1.11.4 Codec PluginMultiline: multi-line matching (exception log handling)

  • Set the parameters
    • Pattern: Sets the regular expression for row matching
    • What: If the match is successful, then whether the matching row belongs to the previous event or the next event
      • Previous/Next
    • Negate true/false: whether topatternResults the not
      • True/False

input {
	stdin {
		codec => multiline {
			pattern => "^\s"
			what => "previous"
		}
	}
}
output {
	stdout {
		codec => "rubydebug"
	}
}
Copy the code

1.12 Input pluginThe actual combat

1.12.1 Input plugin:File(Reading data from a file)

  • Support for reading data from files, such as log files
  • File reading needs to be resolved
    • It is read only once. After a restart, you need to continue from where you last read (throughsincedbImplementation to save location information tosincedbC)
  • A new file is found. Procedure
  • File has been archived (document location changed, logrotation), cannot affect the current content read

1.12 Filter pluginActual combat (important)

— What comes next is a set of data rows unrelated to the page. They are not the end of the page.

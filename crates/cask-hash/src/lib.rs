//! Content identity and media-type validation for cask.
//!
//! Everything in this crate is a pure function over bytes: nothing here
//! writes to disk or touches the catalogs.
//!
//! - [`ContentHasher`]: domain-separated, streaming BLAKE3 digests
//! - [`sniff`]: media type detection from the leading bytes of a file
//! - [`MediaTypeRules`]: declared-vs-sniffed equivalence with synonyms
//! - [`Inspector`]: the combined check run once per upload

pub mod error;
pub mod hasher;
pub mod inspect;
pub mod rules;
pub mod sniff;

pub use error::{HashError, HashResult};
pub use hasher::{ContentHasher, StreamingDigest};
pub use inspect::{Fingerprint, Inspector, DEFAULT_SNIFF_WINDOW};
pub use rules::MediaTypeRules;
pub use sniff::sniff;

  • Filter PluginCan beLogstash EventPerforms various processing, such as parsing, deleting fields, and casting
    • Date: Date resolution
    • Dissect: delimiter resolution
    • Grok: re match parser
    • Mutate: Processes fields. Rename, delete, replace
    • Ruby:RubyCode to dynamically modifyEvent

1.12.1 Filter Plugin: Mutate(important)

  • Do various operations on fields
    • Convert: type conversion
    • Gsub: String substitution
    • Split/Join/MergeString slicing, array merging string, array merging array
    • Rename: rename the field
    • Update/Replace: Field content is updated and replaced
    • Remove_field: field deletion

2. Beatsintroduce

2.1 what isBeats

It’s for collecting data, and it can be easily integrated with Logstash or ES. ElasticSearch makes a lot of Beats out of the box

  • Light weight data shippers
    • Mainly to collect data
    • Support andLogstashorESintegration
  • Full category/lightweight/out of the box/pluggable/extensible/visual

2.2 Metricbeat

2.2.1 profile

  • It is used to collect operating system and software index data regularly
    • Metric vs Logs
      • Metric: aggregable data, collected regularly
      • Logs: Text data, randomly collected
  • Metrics are stored inElasticsearchMedium, yesKibanaPerform real-time data analysis

2.2.2 Metricbeatcomposition

  • Module
    • Counter objects to be collected include different operating systems, databases, and application systems
  • Metricset
    • aMoudleYou can have more than onemetricset
    • A specific set of metrics. To reduce the number of calls for the principle of partition
      • differentmetricsetYou can set different capture duration

2.2.3 Module

  • MetricbeatA large number are available out of the boxModule
  • By performingmetricbeat module listTo view
  • By performingmetricbeat module enable module_namecustom

Blog.csdn.net/fenglixiong…

Elasticsearch Is a game about Elasticsearch. It’s a game about Elasticsearch.